Resort Occupancy Growth Prediction with Polynomial Regression in ML

FREE Online Courses: Dive into Knowledge for Free. Learn More!

Resort operators and revenue‑management teams need to forecast week‑over‑week occupancy growth (%) for room inventory, using only early‑week metrics—prior occupancy, average lead time, booking pace (daily arrivals), promotional status, and seasonal indicators—before mid‑week rate adjustments. Empirical patterns show nonlinear dynamics: small increases in lead time can sharply boost occupancy during off‑peak periods but yield diminishing returns near full capacity; promotions interact with seasonality in complex ways. A plain linear model underfits these curved responses, while a naïve high‑degree polynomial overfits noise.
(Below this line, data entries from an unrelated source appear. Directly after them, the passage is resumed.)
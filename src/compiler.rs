// Copyright (c) Microsoft Corporation.
// Licensed under the MIT License.

//! Compilation facade: tree in, immutable typed expression out.
//!
//! Compile-time faults are batched by the analyzer and reported to the host
//! as a single structured [`ScriptFault`]; a compiled expression is
//! immutable and may be shared and executed concurrently without locking.

use crate::analyzer::{Analyzer, Diagnostic};
use crate::ast::Node;
use crate::fault::{FaultCause, ScriptFault};
use crate::governor::GovernedPattern;
use crate::lower::{lower, Plan};
use crate::settings::Settings;
use crate::types::StaticType;
use crate::Rc;

use anyhow::Result;

/// Language tag carried by every fault this crate reports.
pub const LANG: &str = "quill";

/// An analyzed, lowered expression bound to the settings snapshot it was
/// compiled under. Settings changes never retroactively affect an already
/// compiled expression.
#[derive(Debug, Clone)]
pub struct CompiledExpression {
    root: Rc<Node>,
    plan: Plan,
    settings: Settings,
}

impl CompiledExpression {
    /// The annotated tree. Immutable after analysis.
    pub fn root(&self) -> &Node {
        &self.root
    }

    /// The lowering plan per the emission contract.
    pub fn plan(&self) -> &Plan {
        &self.plan
    }

    /// The settings snapshot captured at compilation time.
    pub fn settings(&self) -> &Settings {
        &self.settings
    }

    /// Compile a pattern under this expression's captured settings, so that
    /// execution-time matching is governed by the configuration that was in
    /// force when the script was compiled.
    pub fn pattern(&self, pattern: &str) -> Result<GovernedPattern> {
        GovernedPattern::compile(pattern, &self.settings)
    }
}

/// Compile an expression tree against a host-declared scope.
///
/// The tree is numbered, analyzed and lowered; all compile-time faults are
/// batched into one fault whose script stack carries a rendered frame group
/// (message, offending line, caret) per diagnostic.
pub fn compile(
    mut root: Node,
    scope: &[(&str, StaticType)],
    settings: &Settings,
) -> Result<CompiledExpression, ScriptFault> {
    let mut analyzer = Analyzer::new(settings);
    for (name, t) in scope {
        if let Err(e) = analyzer.declare(*name, t.clone()) {
            return Err(internal_fault(&root, e));
        }
    }
    if let Err(e) = analyzer.analyze(&mut root) {
        return Err(internal_fault(&root, e));
    }
    let diagnostics = analyzer.into_diagnostics();
    if !diagnostics.is_empty() {
        return Err(compile_fault(&root, diagnostics));
    }
    let plan = match lower(&root) {
        Ok(plan) => plan,
        Err(e) => return Err(internal_fault(&root, e)),
    };
    Ok(CompiledExpression {
        root: Rc::new(root),
        plan,
        settings: settings.clone(),
    })
}

fn internal_fault(root: &Node, e: anyhow::Error) -> ScriptFault {
    ScriptFault::new(
        "internal compiler error",
        FaultCause::from(e),
        vec![],
        root.span.source.contents().clone(),
        LANG,
    )
}

fn compile_fault(root: &Node, diagnostics: Vec<Diagnostic>) -> ScriptFault {
    let source = &root.span.source;
    let mut stack = Vec::with_capacity(diagnostics.len() * 3);
    for d in &diagnostics {
        stack.push(d.message.clone());
        stack.push(source.line(d.span.line.saturating_sub(1)).to_string());
        stack.push(format!(
            "{}^---- HERE",
            " ".repeat(d.span.col.saturating_sub(1) as usize)
        ));
    }
    let first = &diagnostics[0];
    ScriptFault::new(
        "compile error",
        FaultCause::new(first.message.clone()),
        stack,
        source.contents().clone(),
        LANG,
    )
    .with_position(first.span.position())
}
By applying Polynomial Regression on engineered features with Ridge regularisation, we capture smooth, interpretable growth curves and deliver accurate occupancy‑growth forecasts for optimized rate decisions.

Dataset

Hotel Booking Demand

Step-by-Step Code Implementation

1. Libraries Required

import pandas as pd  
import numpy as np  

import matplotlib.pyplot as plt  
import seaborn as sns  

from sklearn.model_selection import train_test_split, GridSearchCV  
from sklearn.preprocessing import StandardScaler, PolynomialFeatures  
from sklearn.compose import ColumnTransformer  
from sklearn.linear_model import Ridge  
from sklearn.pipeline import Pipeline  
from sklearn.metrics import mean_squared_error, r2_score

2. Import Libraries & Load Data

import pandas as pd  
# Load and filter for resort hotels only  
df = pd.read_csv("data/hotel_bookings.csv")  
df = df[df['hotel'] == 'Resort Hotel']  

3. Feature Engineering & Exploratory Analysis

Data aggregation: group daily bookings to weekly totals for resort hotels; compute prior‑week bookings and growth_pct as our target.

import seaborn as sns  
import matplotlib.pyplot as plt  

# Compute week number and arrival-date lag  
df['arrival_date'] = pd.to_datetime(df['arrival_date_year'].astype(str) + '-'  
                                    + df['arrival_date_month'] + '-'  
                                    + df['arrival_date_day_of_month'].astype(str))  
df['week'] = df['arrival_date'].dt.isocalendar().week  
# Group to weekly occupancy and booking metrics  
weekly = (df.groupby('week')  
            .agg({  
                'is_canceled': 'count',         # total bookings  
                'lead_time': 'mean',            # avg lead time  
                'arrival_date': 'count',        # proxy arrivals  
                'arrival_date_month': 'first',  # season  
                'is_repeated_guest': 'mean'     # repeat %  
            })  
            .rename(columns={'is_canceled':'bookings'})  
            .reset_index())  
# Compute prior-week occupancy growth  
weekly['bookings_prev'] = weekly['bookings'].shift(1)  
weekly['growth_pct'] = ((weekly['bookings'] - weekly['bookings_prev'])  
                        / weekly['bookings_prev']) * 100  
weekly.dropna(subset=['growth_pct'], inplace=True)  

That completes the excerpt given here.